Recorded data:
//! CLI runner - executes commands

use crate::cli::commands::{Cli, Commands, OutputFormat};
use crate::config::{ReportConfig, RunOverrides};
use crate::engine::{ReportEngine, RunSummary};
use crate::error::{Error, Result};
use serde_json::{json, Value};

/// CLI runner
pub struct Runner {
    cli: Cli,
}

impl Runner {
    /// Create a new runner
    pub fn new(cli: Cli) -> Self {
        Self { cli }
    }

    /// Run the CLI command
    pub async fn run(&self) -> Result<()> {
        match &self.cli.command {
            Commands::Run {
                voucher_id,
                timezone,
                output,
                deadline_secs,
            } => {
                let overrides = RunOverrides {
                    voucher_id: voucher_id.clone(),
                    timezone: timezone.clone(),
                    output: output.clone(),
                    deadline_secs: *deadline_secs,
                };
                self.run_report(&overrides).await
            }
            Commands::Check => self.check().await,
            Commands::Validate => self.validate(),
        }
    }

    /// Load the config file
    fn load_config(&self) -> Result<ReportConfig> {
        tracing::debug!("Loading config from {}", self.cli.config.display());
        ReportConfig::from_file(&self.cli.config)
    }

    /// Build and export one report
    async fn run_report(&self, overrides: &RunOverrides) -> Result<()> {
        let mut config = self.load_config()?;
        config.apply_overrides(overrides)?;
        config.validate()?;

        let engine = ReportEngine::from_config(&config);
        let summary = engine.run(&config).await?;
        self.output_summary(&summary);
        Ok(())
    }

    /// Check both stores
    async fn check(&self) -> Result<()> {
        let config = self.load_config()?;
        let engine = ReportEngine::from_config(&config);

        let statuses = engine.check(config.deadline()).await;
        for status in &statuses {
            self.output_message(&json!({
                "type": "CONNECTION_STATUS",
                "connectionStatus": status,
            }));
        }

        match statuses.into_iter().find(|s| !s.is_ok()) {
            Some(failed) => Err(Error::unavailable(failed.source, failed.message)),
            None => Ok(()),
        }
    }

    /// Validate the config and show the resolved settings
    fn validate(&self) -> Result<()> {
        let config = self.load_config()?;
        config.validate()?;

        self.output_message(&json!({
            "type": "CONFIG",
            "config": config.masked(),
        }));

        Ok(())
    }

    fn output_summary(&self, summary: &RunSummary) {
        match self.cli.format {
            OutputFormat::Json => {
                self.output_message(&json!({ "type": "SUMMARY", "summary": summary }));
            }
            OutputFormat::Pretty => {
                println!("Voucher:        {}", summary.voucher_id);
                println!("Instances:      {}", summary.instances);
                println!("Students:       {}", summary.students);
                println!("Matched:        {}", summary.matched);
                println!("Unmatched:      {}", summary.unmatched);
                println!("Missing fields: {}", summary.missing_fields);
                println!("Rows written:   {}", summary.rows_written);
                println!("Destination:    {}", summary.destination);
                println!("Elapsed:        {} ms", summary.elapsed_ms);
            }
        }
    }

    fn output_message(&self, msg: &Value) {
        match self.cli.format {
            OutputFormat::Json => {
                println!("{}", serde_json::to_string(msg).unwrap_or_default());
            }
            OutputFormat::Pretty => {
                println!("{}", serde_json::to_string_pretty(msg).unwrap_or_default());
            }
        }
    }
}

_Problem:_
An exact copy of every record is needed; write it out in full.

_Exercise result:_
//! CLI runner - executes commands

use crate::cli::commands::{Cli, Commands, OutputFormat};
use crate::config::{ReportConfig, RunOverrides};
use crate::engine::{ReportEngine, RunSummary};
use crate::error::{Error, Result};
use serde_json::{json, Value};

/// CLI runner
pub struct Runner {
    cli: Cli,
}

impl Runner {
    /// Create a new runner
    pub fn new(cli: Cli) -> Self {
        Self { cli }
    }

    /// Run the CLI command
    pub async fn run(&self) -> Result<()> {
        match &self.cli.command {
            Commands::Run {
                voucher_id,
                timezone,
                output,
                deadline_secs,
            } => {
                let overrides = RunOverrides {
                    voucher_id: voucher_id.clone(),
                    timezone: timezone.clone(),
                    output: output.clone(),
                    deadline_secs: *deadline_secs,
                };
                self.run_report(&overrides).await
            }
            Commands::Check => self.check().await,
            Commands::Validate => self.validate(),
        }
    }

    /// Load the config file
    fn load_config(&self) -> Result<ReportConfig> {
        tracing::debug!("Loading config from {}", self.cli.config.display());
        ReportConfig::from_file(&self.cli.config)
    }

    /// Build and export one report
    async fn run_report(&self, overrides: &RunOverrides) -> Result<()> {
        let mut config = self.load_config()?;
        config.apply_overrides(overrides)?;
        config.validate()?;

        let engine = ReportEngine::from_config(&config);
        let summary = engine.run(&config).await?;
        self.output_summary(&summary);
        Ok(())
    }

    /// Check both stores
    async fn check(&self) -> Result<()> {
        let config = self.load_config()?;
        let engine = ReportEngine::from_config(&config);

        let statuses = engine.check(config.deadline()).await;
        for status in &statuses {
            self.output_message(&json!({
                "type": "CONNECTION_STATUS",
                "connectionStatus": status,
            }));
        }

        match statuses.into_iter().find(|s| !s.is_ok()) {
            Some(failed) => Err(Error::unavailable(failed.source, failed.message)),
            None => Ok(()),
        }
    }

    /// Validate the config and show the resolved settings
    fn validate(&self) -> Result<()> {
        let config = self.load_config()?;
        config.validate()?;

        self.output_message(&json!({
            "type": "CONFIG",
            "config": config.masked(),
        }));

        Ok(())
    }

    fn output_summary(&self, summary: &RunSummary) {
        match self.cli.format {
            OutputFormat::Json => {
                self.output_message(&json!({ "type": "SUMMARY", "summary": summary }));
            }
            OutputFormat::Pretty => {
                println!("Voucher:        {}", summary.voucher_id);
                println!("Instances:      {}", summary.instances);
                println!("Students:       {}", summary.students);
                println!("Matched:        {}", summary.matched);
                println!("Unmatched:      {}", summary.unmatched);
                println!("Missing fields: {}", summary.missing_fields);
                println!("Rows written:   {}", summary.rows_written);
                println!("Destination:    {}", summary.destination);
                println!("Elapsed:        {} ms", summary.elapsed_ms);
            }
        }
    }

    fn output_message(&self, msg: &Value) {
        match self.cli.format {
            OutputFormat::Json => {
                println!("{}", serde_json::to_string(msg).unwrap_or_default());
            }
            OutputFormat::Pretty => {
                println!("{}", serde_json::to_string_pretty(msg).unwrap_or_default());
            }
        }
    }
}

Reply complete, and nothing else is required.